→ **Task prompt**:
Which lines of the listing hold the string "zero"? Show each of them.

→ **Supplied information**:
//! Row selection and sort kernels

use crate::dtype::Element;
use std::cmp::Ordering;

/// Orders column indices of one row by the values they point at.
///
/// Values compare by [`Element::total_cmp`], reversed when descending. Equal
/// values fall back to ascending column index, which makes the order strict
/// and total: any correct selection or sort algorithm yields the same output.
#[derive(Copy, Clone, Debug)]
pub struct RowComparator<'a, T> {
    row: &'a [T],
    descending: bool,
}

impl<'a, T: Element> RowComparator<'a, T> {
    /// Comparator over `row`
    #[inline]
    pub fn new(row: &'a [T], descending: bool) -> Self {
        Self { row, descending }
    }

    /// Compare the elements at columns `a` and `b`
    #[inline]
    pub fn compare(&self, a: u32, b: u32) -> Ordering {
        let va = &self.row[a as usize];
        let vb = &self.row[b as usize];
        let by_value = if self.descending {
            vb.total_cmp(va)
        } else {
            va.total_cmp(vb)
        };
        by_value.then_with(|| a.cmp(&b))
    }
}

/// Reset `idx` to the identity permutation `0..len`.
#[inline]
pub fn fill_indices(idx: &mut Vec<u32>, len: usize) {
    debug_assert!(len <= u32::MAX as usize);
    idx.clear();
    idx.extend(0..len as u32);
}

#[inline]
fn gather<T: Element>(row: &[T], order: &[u32], out_values: &mut [T], out_indices: &mut [u32]) {
    for ((&col, value), index) in order.iter().zip(out_values).zip(out_indices) {
        *value = row[col as usize];
        *index = col;
    }
}

/// Write the `k = out_values.len()` extremal elements of `row` and their columns.
///
/// `idx` is scratch space; its previous contents are discarded. Expected
/// cost is `O(C + k log k)`: a linear-time selection moves the k winners to
/// the front, then only those k are sorted.
///
/// Requires `1 <= k <= row.len()` and `out_indices.len() == k`.
pub fn topk_row<T: Element>(
    row: &[T],
    idx: &mut Vec<u32>,
    descending: bool,
    out_values: &mut [T],
    out_indices: &mut [u32],
) {
    let k = out_values.len();
    debug_assert!(k >= 1 && k <= row.len());
    debug_assert_eq!(out_indices.len(), k);

    fill_indices(idx, row.len());
    let cmp = RowComparator::new(row, descending);

    if k < idx.len() {
        idx.select_nth_unstable_by(k - 1, |&a, &b| cmp.compare(a, b));
    }
    let head = &mut idx[..k];
    head.sort_unstable_by(|&a, &b| cmp.compare(a, b));

    gather(row, head, out_values, out_indices);
}

/// Write all of `row` in sorted order together with the source columns.
///
/// Requires `out_values.len() == out_indices.len() == row.len()`.
pub fn sort_row<T: Element>(
    row: &[T],
    idx: &mut Vec<u32>,
    descending: bool,
    out_values: &mut [T],
    out_indices: &mut [u32],
) {
    debug_assert_eq!(out_values.len(), row.len());
    debug_assert_eq!(out_indices.len(), row.len());

    fill_indices(idx, row.len());
    let cmp = RowComparator::new(row, descending);
    idx.sort_unstable_by(|&a, &b| cmp.compare(a, b));

    gather(row, idx, out_values, out_indices);
}
//! Runtime backends for row-wise operations
//!
//! ```text
//! CpuClient (dispatches operations, owns parallelism settings)
//! ├── ParallelismConfig (thread count, rows per task)
//! └── kernels (per-row selection and sort routines)
//! ```

pub mod cpu;
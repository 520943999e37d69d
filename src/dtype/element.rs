//! Element trait for mapping Rust types to DType

use super::DType;
use bytemuck::Pod;
use std::cmp::Ordering;

/// Trait for types that can be elements of a sortable view
///
/// # Bounds
/// - `Copy + Send + Sync + 'static` - rows are handed to worker threads by reference
/// - `Pod` - zero-copy reinterpretation of caller-owned byte buffers (bytemuck)
/// - `PartialOrd` - natural comparison, refined by [`Element::total_cmp`]
pub trait Element: Copy + Send + Sync + Pod + PartialOrd + 'static {
    /// The corresponding DType for this Rust type
    const DTYPE: DType;

    /// Total order used by every comparator in the crate.
    ///
    /// Integers use their natural order. Floats use IEEE 754 `totalOrder`:
    /// `-NaN < -inf < ... < -0.0 < +0.0 < ... < +inf < +NaN`.
    fn total_cmp(&self, other: &Self) -> Ordering;
}

macro_rules! impl_element_int {
    ($($ty:ty => $dtype:ident),* $(,)?) => {
        $(
            impl Element for $ty {
                const DTYPE: DType = DType::$dtype;

                #[inline]
                fn total_cmp(&self, other: &Self) -> Ordering {
                    Ord::cmp(self, other)
                }
            }
        )*
    };
}

macro_rules! impl_element_float {
    ($($ty:ty => $dtype:ident),* $(,)?) => {
        $(
            impl Element for $ty {
                const DTYPE: DType = DType::$dtype;

                #[inline]
                fn total_cmp(&self, other: &Self) -> Ordering {
                    <$ty>::total_cmp(self, other)
                }
            }
        )*
    };
}

impl_element_int!(i64 => I64, i32 => I32, u32 => U32, u8 => U8);
impl_element_float!(f64 => F64, f32 => F32);

#[cfg(feature = "f16")]
impl_element_float!(half::f16 => F16, half::bf16 => BF16);
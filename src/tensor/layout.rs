//! Row layout: offset and stride addressing over a flat buffer

use std::ops::Range;

/// Addressing of `rows` contiguous rows of `cols` elements each.
///
/// Row `r` occupies `offset + r * cols .. offset + (r + 1) * cols` in the
/// underlying buffer. The row stride equals `cols`; rows never overlap.
#[derive(Copy, Clone, Debug, PartialEq, Eq)]
pub struct RowLayout {
    offset: usize,
    rows: usize,
    cols: usize,
}

impl RowLayout {
    /// Row-major layout starting at element 0
    pub fn contiguous(rows: usize, cols: usize) -> Self {
        Self::new(0, rows, cols)
    }

    /// Row-major layout starting at element `offset`
    pub fn new(offset: usize, rows: usize, cols: usize) -> Self {
        Self { offset, rows, cols }
    }

    /// Layout for a buffer of `elements` items split along a trailing axis of `cols`
    ///
    /// Returns `None` if `cols` is zero or does not divide `elements`.
    pub fn from_elements(elements: usize, cols: usize) -> Option<Self> {
        if cols == 0 || elements % cols != 0 {
            return None;
        }
        Some(Self::contiguous(elements / cols, cols))
    }

    /// The same row count with a different row length (e.g. `k` for top-k output)
    pub fn with_cols(&self, cols: usize) -> Self {
        Self::contiguous(self.rows, cols)
    }

    /// Starting element index
    #[inline]
    pub fn offset(&self) -> usize {
        self.offset
    }

    /// Number of rows
    #[inline]
    pub fn rows(&self) -> usize {
        self.rows
    }

    /// Elements per row
    #[inline]
    pub fn cols(&self) -> usize {
        self.cols
    }

    /// Distance in elements between the starts of consecutive rows
    #[inline]
    pub fn row_stride(&self) -> usize {
        self.cols
    }

    /// Total element count covered by the layout
    #[inline]
    pub fn elem_count(&self) -> usize {
        self.rows * self.cols
    }

    /// Flat element range of one row
    #[inline]
    pub fn row_range(&self, row: usize) -> Range<usize> {
        let start = self.offset + row * self.row_stride();
        start..start + self.cols
    }

    /// Flat element range spanning every row
    #[inline]
    pub fn span(&self) -> Range<usize> {
        self.offset..self.offset + self.elem_count()
    }
}
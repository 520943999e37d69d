//! Per-operation element type capability sets

use crate::dtype::DType;

#[cfg(not(feature = "f16"))]
const SORT_DTYPES: &[DType] = &[
    DType::F64,
    DType::F32,
    DType::I64,
    DType::I32,
    DType::U32,
    DType::U8,
];

#[cfg(feature = "f16")]
const SORT_DTYPES: &[DType] = &[
    DType::F64,
    DType::F32,
    DType::F16,
    DType::BF16,
    DType::I64,
    DType::I32,
    DType::U32,
    DType::U8,
];

const TOPK_DTYPES: &[DType] = &[DType::F32];

/// Row-wise ordering operations and the element types each one accepts
///
/// Top-k is deliberately narrower than sort: its value output is fixed to
/// `F32`. Every top-k type is also a sort type.
#[derive(Copy, Clone, Debug, PartialEq, Eq, Hash)]
pub enum SortOp {
    /// Select the k extremal elements of each row
    TopK,
    /// Fully order each row
    Sort,
}

impl SortOp {
    /// Operation name used in errors and logs
    pub const fn name(self) -> &'static str {
        match self {
            Self::TopK => "topk",
            Self::Sort => "sort",
        }
    }

    /// Input element types this operation accepts
    pub const fn supported_dtypes(self) -> &'static [DType] {
        match self {
            Self::TopK => TOPK_DTYPES,
            Self::Sort => SORT_DTYPES,
        }
    }

    /// Whether `dtype` is an accepted input element type
    pub fn supports(self, dtype: DType) -> bool {
        self.supported_dtypes().contains(&dtype)
    }
}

→ **Exercise output**:
/// - `Pod` - zero-copy reinterpretation of caller-owned byte buffers (bytemuck)
    /// Returns `None` if `cols` is zero or does not divide `elements`.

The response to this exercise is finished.